Essa opção que fiz, um curso longo, uma mudança de rotina que teria que se sustentar por muitos meses, tem sido um desafio. Tenho preguiças, gosto de fazer minhas coisas devagar.
Também por outros motivos, sinto me pesar no peito a passagem do tempo. Me parece que não tenho energia pra novos projetos apesar de ter uma lista deles e alguns em andamento até.
O fato é que eu tô muito cansada de tudo. Das gentes, das dores, das guerras, das insensibilidades, das solidões.
É o estado deprimido dos meus soldados. Não tenho mais destacamento que possa ser enviado aos campos. Estão todos rotos, famintos. Quando olham da trincheira pro céu da madrugada, não vislumbram a vitória. Sentem algum alento, sim, porque i universo tem essa coisa inerente de falar com as gentes quando elas se voltam pra ele.

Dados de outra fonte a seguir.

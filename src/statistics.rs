use chrono::{DateTime, Datelike, Days, Local, NaiveDate, NaiveTime, TimeDelta};
use itertools::Itertools;
use serde::{Deserialize, Serialize};
use serde_with::{TimestampMilliSeconds, serde_as};
use sunledger_quantities::{
    cost::Cost,
    energy::KilowattHours,
    percent::Percent,
    rate::KilowattHourRate,
};

use crate::{
    billing::{ConsumptionPoint, PeriodCost, average_price},
    prelude::*,
    revenue::{RevenueBreakdown, RevenuePoint, Trend, change_rate},
    tariff::{PerPeriod, Tariff},
};

/// Statistics rollup window.
#[derive(
    Copy,
    Clone,
    Debug,
    Default,
    Eq,
    PartialEq,
    Serialize,
    Deserialize,
    clap::ValueEnum,
    derive_more::Display,
)]
#[serde(rename_all = "lowercase")]
pub enum StatsPeriod {
    #[default]
    #[display("day")]
    Day,

    /// Week starting on Sunday.
    #[display("week")]
    Week,

    #[display("month")]
    Month,

    #[display("year")]
    Year,
}

impl StatsPeriod {
    /// Local midnight at which the period containing `now` starts.
    pub fn start_of(self, now: DateTime<Local>) -> Result<DateTime<Local>> {
        let today = now.date_naive();
        let first_day = match self {
            Self::Day => Some(today),
            Self::Week => {
                today.checked_sub_days(Days::new(u64::from(today.weekday().num_days_from_sunday())))
            }
            Self::Month => today.with_day(1),
            Self::Year => today.with_ordinal(1),
        }
        .with_context(|| format!("the {self} of {today} starts outside the calendar"))?;
        local_midnight(first_day)
    }

    /// Sampling interval of the series backing the period.
    #[must_use]
    pub const fn sample_interval(self) -> TimeDelta {
        match self {
            Self::Day => TimeDelta::hours(1),
            Self::Week | Self::Month | Self::Year => TimeDelta::days(1),
        }
    }
}

/// Start of the day in the local time zone, the earliest one if the clocks go back.
pub fn local_midnight(date: NaiveDate) -> Result<DateTime<Local>> {
    date.and_time(NaiveTime::MIN)
        .and_local_timezone(Local)
        .earliest()
        .with_context(|| format!("there is no local midnight on {date}"))
}

/// Revenue rollup over a statistics period.
#[must_use]
#[derive(Copy, Clone, Debug, Default, Eq, PartialEq, Serialize, Deserialize)]
#[serde(rename_all = "camelCase")]
pub struct RevenueStats {
    pub period: StatsPeriod,
    pub total_energy: KilowattHours,
    pub self_use_energy: KilowattHours,
    pub grid_energy: KilowattHours,

    /// Sum of the unrounded components, rounded once.
    pub total_revenue: Cost,

    pub self_use_revenue: Cost,
    pub grid_revenue: Cost,
    pub subsidy_revenue: Cost,
    pub self_use_rate: Percent,
}

/// Consumption and cost rollup over a time window.
#[serde_as]
#[must_use]
#[derive(Copy, Clone, Debug, Eq, PartialEq, Serialize, Deserialize)]
#[serde(rename_all = "camelCase")]
pub struct ElectricityStats {
    pub period: StatsPeriod,

    #[serde_as(as = "TimestampMilliSeconds<i64>")]
    pub start_time: DateTime<Local>,

    #[serde_as(as = "TimestampMilliSeconds<i64>")]
    pub end_time: DateTime<Local>,

    pub total_consumption: KilowattHours,
    pub consumption_by_period: PerPeriod<KilowattHours>,

    #[serde(flatten)]
    pub cost: PeriodCost,

    pub average_price: KilowattHourRate,
}

/// Revenue summary of a single day.
#[must_use]
#[derive(Copy, Clone, Debug, Eq, PartialEq, Serialize, Deserialize)]
#[serde(rename_all = "camelCase")]
pub struct DailyRevenue {
    pub date: NaiveDate,
    pub energy: KilowattHours,
    pub revenue: Cost,
    pub self_use_energy: KilowattHours,
    pub grid_energy: KilowattHours,
}

impl DailyRevenue {
    pub const fn new(date: NaiveDate, stats: &RevenueStats) -> Self {
        Self {
            date,
            energy: stats.total_energy,
            revenue: stats.total_revenue,
            self_use_energy: stats.self_use_energy,
            grid_energy: stats.grid_energy,
        }
    }
}

/// Today against yesterday.
#[must_use]
#[derive(Copy, Clone, Debug, Eq, PartialEq, Serialize, Deserialize)]
#[serde(rename_all = "camelCase")]
pub struct RevenueOverview {
    pub today_revenue: Cost,
    pub today_energy: KilowattHours,
    pub self_use_rate: Percent,
    pub trend: Trend,

    /// Revenue change since yesterday, zero when yesterday earned nothing.
    pub change_rate: Percent,
}

impl RevenueOverview {
    pub fn new(today: &RevenueStats, yesterday: &RevenueStats) -> Self {
        Self {
            today_revenue: today.total_revenue,
            today_energy: today.total_energy,
            self_use_rate: today.self_use_rate,
            trend: Trend::between(today.total_revenue, yesterday.total_revenue),
            change_rate: change_rate(today.total_revenue, yesterday.total_revenue).round_to(2),
        }
    }
}

impl Tariff {
    /// Roll up the revenue points.
    ///
    /// The self-use revenue is re-priced from each point's own timestamp, so the points'
    /// stored revenues are not used.
    #[instrument(skip_all, fields(period = %period))]
    pub fn revenue_stats<'a>(
        &self,
        points: impl IntoIterator<Item = &'a RevenuePoint>,
        period: StatsPeriod,
    ) -> RevenueStats {
        let mut n_points = 0_usize;
        let mut total_energy = KilowattHours::ZERO;
        let mut self_use_energy = KilowattHours::ZERO;
        let mut grid_energy = KilowattHours::ZERO;
        let mut revenue = RevenueBreakdown::default();

        for point in points {
            n_points += 1;
            total_energy += point.energy;
            self_use_energy += point.self_use_energy;
            grid_energy += point.grid_energy;
            revenue += RevenueBreakdown {
                self_use: point.self_use_energy * self.price_at(&point.timestamp),
                grid: point.grid_energy * self.grid_price,
                subsidy: point.energy * self.subsidy_price,
            };
        }

        let self_use_rate = if total_energy > KilowattHours::ZERO {
            (Percent::from(self_use_energy / total_energy) * 100.0).round_to(2)
        } else {
            Percent::ZERO
        };
        let rounded = revenue.round_to_cents();
        debug!(n_points, %total_energy, "rolled up");
        RevenueStats {
            period,
            total_energy: total_energy.round_to_hundredths(),
            self_use_energy: self_use_energy.round_to_hundredths(),
            grid_energy: grid_energy.round_to_hundredths(),
            total_revenue: revenue.total(),
            self_use_revenue: rounded.self_use,
            grid_revenue: rounded.grid,
            subsidy_revenue: rounded.subsidy,
            self_use_rate,
        }
    }

    /// Roll up the revenue points of every calendar day, in the order of the points.
    pub fn daily_revenue(&self, points: &[RevenuePoint]) -> Vec<DailyRevenue> {
        let chunks = points.iter().chunk_by(|point| point.timestamp.date_naive());
        chunks
            .into_iter()
            .map(|(date, points)| {
                DailyRevenue::new(date, &self.revenue_stats(points, StatsPeriod::Day))
            })
            .collect()
    }

    /// Roll up the consumption points within `start..=end`.
    #[instrument(skip_all, fields(period = %period))]
    pub fn electricity_stats(
        &self,
        points: &[ConsumptionPoint],
        period: StatsPeriod,
        start_time: DateTime<Local>,
        end_time: DateTime<Local>,
    ) -> ElectricityStats {
        let points: Vec<_> = points
            .iter()
            .filter(|point| (start_time..=end_time).contains(&point.timestamp))
            .collect();
        let consumption_by_period = self.consumption_by_period(points.iter().copied());
        let total_consumption = points
            .iter()
            .map(|point| point.consumption)
            .sum::<KilowattHours>()
            .round_to_hundredths();
        let cost = self.period_cost(consumption_by_period);
        debug!(n_points = points.len(), %total_consumption, total_cost = %cost.total, "rolled up");
        ElectricityStats {
            period,
            start_time,
            end_time,
            total_consumption,
            consumption_by_period,
            cost,
            average_price: average_price(cost.total, total_consumption),
        }
    }
}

E uma boa conversa sempre aquece, seja pelo amor, seja pela dor.
E assim entrincheirados, rotos, famintos, aquecidos de tempos em tempos por ilusão qualquer, seguem estáticos.
Sem vitórias, "sem pódios de chegada ou beijos de namoradas", como ensinou Cazuza, que tinha exércitos inteiros entrincheirados enquanto viveu.
E preciso loucura, febre de festa, pra levantar essa gente descrente e sentida,
É preciso que se ponham de pé e dancem.
Dancem até assombrar o monstro inimigo e ele, então, não possa fazer outra coisa senão se retirar e deixar seguir a dança sem fim.
Em um dia ainda um pouco frio de agosto de 2017.